EXERCISE AIM — Read the data below. Every line holding the string "built" must be copied.

(Stored items)
###

//! Per-scope alias tables
//!
//! A scope (the fully-qualified name of a declaring type) sees short names
//! through its imports: `use App\Model\Address;` makes `Address` mean
//! `App\Model\Address` inside that scope. The owner of the type
//! declarations supplies imports through [`ImportSource`]; the
//! [`AliasRegistry`] builds one table per scope on first use and keeps it
//! for the life of the registry.

use crate::name::TypeName;
use dashmap::DashMap;
use rustc_hash::FxHashMap;
use std::fmt;
use std::sync::Arc;
use tracing::debug;

/// A single import: `use <target> as <alias>;`
#[derive(Debug, Clone, PartialEq, Eq)]
pub struct Import {
    /// Local name visible in the importing scope
    pub alias: String,
    /// Fully-qualified imported name
    pub target: TypeName,
}

impl Import {
    /// Import under the target's own short name
    pub fn new(target: impl Into<TypeName>) -> Self {
        let target = target.into();
        Self {
            alias: target.short_name().to_string(),
            target,
        }
    }

    /// Import under an explicit alias (`use target as alias;`)
    pub fn aliased(target: impl Into<TypeName>, alias: impl Into<String>) -> Self {
        Self {
            alias: alias.into(),
            target: target.into(),
        }
    }
}

/// Short name to fully-qualified name mapping for one scope
#[derive(Debug, Clone, Default, PartialEq, Eq)]
pub struct AliasTable {
    entries: FxHashMap<String, TypeName>,
}

impl AliasTable {
    /// Create an empty table
    pub fn new() -> Self {
        Self::default()
    }

    /// Build a table from imports; later duplicates overwrite earlier ones
    pub fn from_imports(imports: impl IntoIterator<Item = Import>) -> Self {
        let mut table = Self::new();
        for import in imports {
            table.insert(import);
        }
        table
    }

    /// Add an import, replacing any earlier import of the same alias
    pub fn insert(&mut self, import: Import) {
        self.entries.insert(import.alias, import.target);
    }

    /// Look up an alias
    pub fn get(&self, alias: &str) -> Option<&TypeName> {
        self.entries.get(alias)
    }

    /// Fold another table into this one; entries of `other` win
    pub fn merge(&mut self, other: &AliasTable) {
        for (alias, target) in &other.entries {
            self.entries.insert(alias.clone(), target.clone());
        }
    }

    /// Number of aliases
    pub fn len(&self) -> usize {
        self.entries.len()
    }

    /// Whether the table has no aliases
    pub fn is_empty(&self) -> bool {
        self.entries.is_empty()
    }
}

/// Supplier of import declarations for declaring scopes
pub trait ImportSource: Send + Sync {
    /// Alias table for `scope`, or `None` when nothing is known about it
    fn load(&self, scope: &TypeName) -> Option<AliasTable>;
}

/// Import source for code that never uses aliases
#[derive(Debug, Clone, Copy, Default)]
pub struct NoImports;

impl ImportSource for NoImports {
    fn load(&self, _scope: &TypeName) -> Option<AliasTable> {
        None
    }
}

/// Explicitly registered imports, keyed by scope
#[derive(Debug, Clone, Default)]
pub struct ImportMap {
    scopes: FxHashMap<TypeName, AliasTable>,
}

impl ImportMap {
    /// Create an empty import map
    pub fn new() -> Self {
        Self::default()
    }

    /// Register one import for `scope`
    pub fn with_import(mut self, scope: impl Into<TypeName>, import: Import) -> Self {
        self.scopes.entry(scope.into()).or_default().insert(import);
        self
    }

    /// Register several imports for `scope`
    pub fn with_imports(
        mut self,
        scope: impl Into<TypeName>,
        imports: impl IntoIterator<Item = Import>,
    ) -> Self {
        let table = self.scopes.entry(scope.into()).or_default();
        for import in imports {
            table.insert(import);
        }
        self
    }
}

impl ImportSource for ImportMap {
    fn load(&self, scope: &TypeName) -> Option<AliasTable> {
        self.scopes.get(scope).cloned()
    }
}

/// Process-scoped cache of alias tables
///
/// Tables are built outside the map and published whole, so readers never
/// see a partial table. Two threads racing on the same scope may both
/// build it; the first published table is kept and returned to both.
pub struct AliasRegistry {
    tables: DashMap<TypeName, Arc<AliasTable>>,
    source: Arc<dyn ImportSource>,
}

impl AliasRegistry {
    /// Create a registry backed by `source`
    pub fn new(source: Arc<dyn ImportSource>) -> Self {
        Self {
            tables: DashMap::new(),
            source,
        }
    }

    /// Alias table for `scope`, building it on first access
    pub fn table(&self, scope: &TypeName) -> Arc<AliasTable> {
        if let Some(entry) = self.tables.get(scope) {
            return entry.value().clone();
        }

        let table = Arc::new(self.source.load(scope).unwrap_or_default());
        debug!(target: "dtokit::alias", scope = %scope, aliases = table.len(), "built alias table");

        self.tables
            .entry(scope.clone())
            .or_insert(table)
            .value()
            .clone()
    }

    /// Number of scopes with a published table
    pub fn len(&self) -> usize {
        self.tables.len()
    }

    /// Whether no table has been built yet
    pub fn is_empty(&self) -> bool {
        self.tables.is_empty()
    }
}

impl Default for AliasRegistry {
    fn default() -> Self {
        Self::new(Arc::new(NoImports))
    }
}

impl fmt::Debug for AliasRegistry {
    fn fmt(&self, f: &mut fmt::Formatter<'_>) -> fmt::Result {
        f.debug_struct("AliasRegistry")
            .field("scopes", &self.tables.len())
            .finish()
    }
}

###

RESPONSE TO THIS TASK —
/// Tables are built outside the map and published whole, so readers never
        debug!(target: "dtokit::alias", scope = %scope, aliases = table.len(), "built alias table");
    /// Whether no table has been built yet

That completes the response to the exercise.